[Material provided Boundary: Start]
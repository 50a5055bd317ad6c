//! Query-string arguments.

use std::collections::BTreeMap;

use crate::bridge::convert;
use crate::bridge::descriptor::{CallDescriptor, Parameter};
use crate::bridge::error::{BridgeError, Result};
use crate::bridge::resolver::ResolveArgument;
use crate::bridge::value::TypedValue;

/// Decode `application/x-www-form-urlencoded` pairs; repeated keys keep the last value.
pub(crate) fn parse_fields(encoded: &[u8]) -> BTreeMap<String, String> {
    url::form_urlencoded::parse(encoded)
        .map(|(k, v)| (k.into_owned(), v.into_owned()))
        .collect()
}

/// Reads arguments from the request's query string.
#[derive(Debug)]
pub struct QueryResolver {
    values: BTreeMap<String, String>,
    single: bool,
    names_unknown: bool,
    ignore_null_map_pairs: bool,
}

impl QueryResolver {
    pub fn new(descriptor: &CallDescriptor, query: &str) -> Result<Self> {
        let values = parse_fields(query.as_bytes());
        let count = descriptor.parameters().len();
        let names_unknown = descriptor.parameter_names_unknown();

        if count > 1 && names_unknown {
            return Err(BridgeError::AmbiguousParameters(count));
        }
        if count == 1 && names_unknown && values.len() > 1 {
            return Err(BridgeError::TooManyQueryValues(values.len()));
        }

        Ok(Self {
            values,
            single: count == 1,
            names_unknown,
            ignore_null_map_pairs: descriptor.ignore_null_map_pairs(),
        })
    }

    fn lookup(&self, parameter: &Parameter) -> Option<&str> {
        if self.single && self.values.len() == 1 {
            // A lone entry satisfies a lone parameter whatever its key
            return self.values.values().next().map(String::as_str);
        }
        if self.names_unknown {
            return None;
        }
        self.values.get(&parameter.name).map(String::as_str)
    }
}

impl ResolveArgument for QueryResolver {
    fn get_argument(&self, parameter: &Parameter) -> Result<Option<TypedValue>> {
        self.lookup(parameter)
            .map(|raw| convert::convert(raw, &parameter.ty, self.ignore_null_map_pairs))
            .transpose()
    }
}
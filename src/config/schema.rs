//! Configuration schema definitions.
//!
//! This module defines the complete configuration structure for the bridge.
//! All types derive Serde traits for deserialization from config files.

use serde::{Deserialize, Serialize};

use crate::bridge::descriptor::{ArgumentSource, CallDescriptor, RpcTarget};
use crate::bridge::error::BridgeError;
use crate::bridge::getter::DEFAULT_ATTACHMENT_PREFIX;
use crate::bridge::response::ResponseFlavor;

/// Root configuration for the bridge gateway.
#[derive(Debug, Clone, Deserialize, Serialize, Default)]
#[serde(default)]
pub struct BridgeConfig {
    /// Listener configuration (bind address).
    pub listener: ListenerConfig,

    /// Timeout configuration.
    pub timeouts: TimeoutConfig,

    /// Request limits.
    pub security: SecurityConfig,

    /// Observability settings.
    pub observability: ObservabilityConfig,

    /// Defaults shared by every route.
    pub bridge: BridgeDefaults,

    /// Route definitions mapping HTTP paths to RPC calls.
    pub routes: Vec<RouteConfig>,
}

/// Listener configuration.
#[derive(Debug, Clone, Deserialize, Serialize)]
#[serde(default)]
pub struct ListenerConfig {
    /// Bind address (e.g., "0.0.0.0:8080").
    pub bind_address: String,
}

impl Default for ListenerConfig {
    fn default() -> Self {
        Self {
            bind_address: "0.0.0.0:8080".to_string(),
        }
    }
}

/// Timeout configuration.
#[derive(Debug, Clone, Deserialize, Serialize)]
#[serde(default)]
pub struct TimeoutConfig {
    /// Request timeout (total time for request/response) in seconds.
    pub request_secs: u64,
}

impl Default for TimeoutConfig {
    fn default() -> Self {
        Self { request_secs: 30 }
    }
}

/// Request limits.
#[derive(Debug, Clone, Deserialize, Serialize)]
#[serde(default)]
pub struct SecurityConfig {
    /// Maximum body size in bytes.
    pub max_body_size: usize,
}

impl Default for SecurityConfig {
    fn default() -> Self {
        Self {
            max_body_size: 2 * 1024 * 1024, // 2MB
        }
    }
}

/// Observability configuration.
#[derive(Debug, Clone, Deserialize, Serialize)]
#[serde(default)]
pub struct ObservabilityConfig {
    /// Log level (trace, debug, info, warn, error).
    pub log_level: String,

    /// Enable metrics endpoint.
    pub metrics_enabled: bool,

    /// Metrics endpoint bind address.
    pub metrics_address: String,
}

impl Default for ObservabilityConfig {
    fn default() -> Self {
        Self {
            log_level: "info".to_string(),
            metrics_enabled: false,
            metrics_address: "0.0.0.0:9090".to_string(),
        }
    }
}

/// Bridge-wide defaults.
#[derive(Debug, Clone, Deserialize, Serialize)]
#[serde(default)]
pub struct BridgeDefaults {
    /// Headers starting with this prefix are forwarded as attachments.
    /// Empty disables header attachments.
    pub attachment_prefix: String,

    /// Response wrapping.
    pub response_flavor: ResponseFlavor,

    /// Expect the gateway `paramValues` envelope as request body.
    pub request_envelope: bool,
}

impl Default for BridgeDefaults {
    fn default() -> Self {
        Self {
            attachment_prefix: DEFAULT_ATTACHMENT_PREFIX.to_string(),
            response_flavor: ResponseFlavor::Plain,
            request_envelope: false,
        }
    }
}

/// One HTTP path bridged to one RPC method.
#[derive(Debug, Clone, Deserialize, Serialize, Default)]
#[serde(default)]
pub struct RouteConfig {
    /// Route identifier for logging/metrics.
    pub name: String,

    /// Exact request path.
    pub path: String,

    /// Take service, method and parameters from request headers.
    pub dynamic: bool,

    pub service: String,
    pub method: String,
    pub group: Option<String>,
    pub version: Option<String>,

    /// Parameter specs: `name:type`, or bare `type` when names are unknown.
    pub params: Vec<String>,

    pub parameter_names_unknown: bool,

    /// Drop null-valued entries from decoded JSON objects.
    pub ignore_null_map_pairs: bool,

    pub argument_source: ArgumentSource,

    /// Overrides `bridge.response_flavor`.
    pub response_flavor: Option<ResponseFlavor>,

    /// Overrides `bridge.request_envelope`.
    pub request_envelope: Option<bool>,
}

impl RouteConfig {
    /// Static call descriptor; dynamic routes build theirs per request.
    pub fn descriptor(&self) -> Result<CallDescriptor, BridgeError> {
        CallDescriptor::from_specs(
            &self.params,
            self.parameter_names_unknown,
            self.ignore_null_map_pairs,
            self.argument_source,
        )
    }

    pub fn target(&self) -> RpcTarget {
        RpcTarget {
            service: self.service.clone(),
            method: self.method.clone(),
            group: self.group.clone().filter(|g| !g.is_empty()),
            version: self.version.clone().filter(|v| !v.is_empty()),
        }
    }

    pub fn response_flavor(&self, defaults: &BridgeDefaults) -> ResponseFlavor {
        self.response_flavor.unwrap_or(defaults.response_flavor)
    }

    pub fn request_envelope(&self, defaults: &BridgeDefaults) -> bool {
        self.request_envelope.unwrap_or(defaults.request_envelope)
    }
}
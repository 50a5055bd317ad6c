//! RPC-wire-ready value model.
//!
//! # Responsibilities
//! - Represent every value the RPC codec can encode
//! - Render values back to JSON for HTTP responses
//!
//! # Design Decisions
//! - Maps keep insertion order (`Vec` of pairs) so rendering is deterministic
//! - Typed objects carry their RPC class tag; the tag is dropped when rendered as JSON
//! - Binary nested inside a container renders as an array of byte values

use serde_json::{Map as JsonMap, Number, Value};

/// A typed value ready to hand to the RPC codec.
#[derive(Debug, Clone, PartialEq)]
pub enum TypedValue {
    Null,
    Boolean(bool),
    Integer(i32),
    Long(i64),
    Double(f64),
    String(String),
    Binary(Vec<u8>),
    List(Vec<TypedValue>),
    /// Untyped map (`java.util.Map` on the wire).
    Map(Vec<(TypedValue, TypedValue)>),
    /// Map encoded with an explicit RPC class tag.
    Object {
        class: String,
        fields: Vec<(String, TypedValue)>,
    },
}

impl TypedValue {
    /// Short name of the variant, used in logs and error messages.
    pub fn kind(&self) -> &'static str {
        match self {
            TypedValue::Null => "null",
            TypedValue::Boolean(_) => "boolean",
            TypedValue::Integer(_) => "integer",
            TypedValue::Long(_) => "long",
            TypedValue::Double(_) => "double",
            TypedValue::String(_) => "string",
            TypedValue::Binary(_) => "binary",
            TypedValue::List(_) => "list",
            TypedValue::Map(_) => "map",
            TypedValue::Object { .. } => "object",
        }
    }

    /// Render this value as a JSON document.
    pub fn to_json(&self) -> Value {
        match self {
            TypedValue::Null => Value::Null,
            TypedValue::Boolean(b) => Value::Bool(*b),
            TypedValue::Integer(i) => Value::from(*i),
            TypedValue::Long(l) => Value::from(*l),
            // Non-finite doubles have no JSON form
            TypedValue::Double(d) => Number::from_f64(*d).map_or(Value::Null, Value::Number),
            TypedValue::String(s) => Value::String(s.clone()),
            TypedValue::Binary(bytes) => Value::Array(bytes.iter().map(|b| Value::from(*b)).collect()),
            TypedValue::List(items) => Value::Array(items.iter().map(TypedValue::to_json).collect()),
            TypedValue::Map(entries) => {
                let mut object = JsonMap::with_capacity(entries.len());
                for (key, value) in entries {
                    object.insert(key.to_key_string(), value.to_json());
                }
                Value::Object(object)
            }
            TypedValue::Object { fields, .. } => {
                let mut object = JsonMap::with_capacity(fields.len());
                for (key, value) in fields {
                    object.insert(key.clone(), value.to_json());
                }
                Value::Object(object)
            }
        }
    }

    /// Serialize to compact JSON text.
    pub fn to_json_string(&self) -> String {
        self.to_json().to_string()
    }

    fn to_key_string(&self) -> String {
        match self {
            TypedValue::String(s) => s.clone(),
            other => other.to_json_string(),
        }
    }
}

impl From<&str> for TypedValue {
    fn from(s: &str) -> Self {
        TypedValue::String(s.to_string())
    }
}

impl From<String> for TypedValue {
    fn from(s: String) -> Self {
        TypedValue::String(s)
    }
}
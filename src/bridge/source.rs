//! Argument source selection.
//!
//! # Responsibilities
//! - Decide per request whether arguments come from the body or the query
//! - Pick the body resolver kind from the content type
//!
//! # Design Decisions
//! - GET with known names honours a configured body only when one was sent
//! - Other methods prefer the side that actually carries data; the
//!   configured side wins ties
//! - Content-type matching is a case-insensitive substring test

use crate::bridge::descriptor::{ArgumentSource, CallDescriptor};
use crate::bridge::request::RequestSnapshot;

const FORM_URLENCODED: &str = "application/x-www-form-urlencoded";
const TEXT_PLAIN: &str = "text/plain";

/// Shape of the request body as far as argument parsing is concerned.
#[derive(Debug, Clone, Copy, PartialEq, Eq)]
pub enum BodyFormat {
    Json,
    Form,
    Text,
}

/// Resolve the effective argument source for this request.
pub fn select_source(descriptor: &CallDescriptor, request: &RequestSnapshot<'_>) -> ArgumentSource {
    let configured = descriptor.argument_source();
    let has_body = !request.body().is_empty();
    let has_query = !request.query().is_empty();

    let selected = if request.is_get() {
        if !descriptor.parameter_names_unknown() && configured == ArgumentSource::Body && has_body {
            ArgumentSource::Body
        } else {
            ArgumentSource::Query
        }
    } else {
        match configured {
            ArgumentSource::Body if !has_body && has_query => ArgumentSource::Query,
            ArgumentSource::Query if !has_query && has_body => ArgumentSource::Body,
            other => other,
        }
    };

    if selected != configured {
        tracing::debug!(
            method = %request.method(),
            configured = configured.as_str(),
            selected = selected.as_str(),
            "Argument source downgraded"
        );
    }
    selected
}

/// Sniff the body format from the `Content-Type` header.
pub fn body_format(content_type: Option<&str>) -> BodyFormat {
    let Some(content_type) = content_type else {
        return BodyFormat::Json;
    };
    let content_type = content_type.to_ascii_lowercase();
    if content_type.contains(FORM_URLENCODED) {
        BodyFormat::Form
    } else if content_type.contains(TEXT_PLAIN) {
        BodyFormat::Text
    } else {
        BodyFormat::Json
    }
}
[Material provided Boundary: End]
_What to work on_. Print only the lines from the top of the data above down to the line holding "let values = parse_fields(query.as_bytes());", inclusive.

_Answer to the exercise_.
repository 50a5055bd317ad6c
//! Query-string arguments.

use std::collections::BTreeMap;

use crate::bridge::convert;
use crate::bridge::descriptor::{CallDescriptor, Parameter};
use crate::bridge::error::{BridgeError, Result};
use crate::bridge::resolver::ResolveArgument;
use crate::bridge::value::TypedValue;

/// Decode `application/x-www-form-urlencoded` pairs; repeated keys keep the last value.
pub(crate) fn parse_fields(encoded: &[u8]) -> BTreeMap<String, String> {
    url::form_urlencoded::parse(encoded)
        .map(|(k, v)| (k.into_owned(), v.into_owned()))
        .collect()
}

/// Reads arguments from the request's query string.
#[derive(Debug)]
pub struct QueryResolver {
    values: BTreeMap<String, String>,
    single: bool,
    names_unknown: bool,
    ignore_null_map_pairs: bool,
}

impl QueryResolver {
    pub fn new(descriptor: &CallDescriptor, query: &str) -> Result<Self> {
        let values = parse_fields(query.as_bytes());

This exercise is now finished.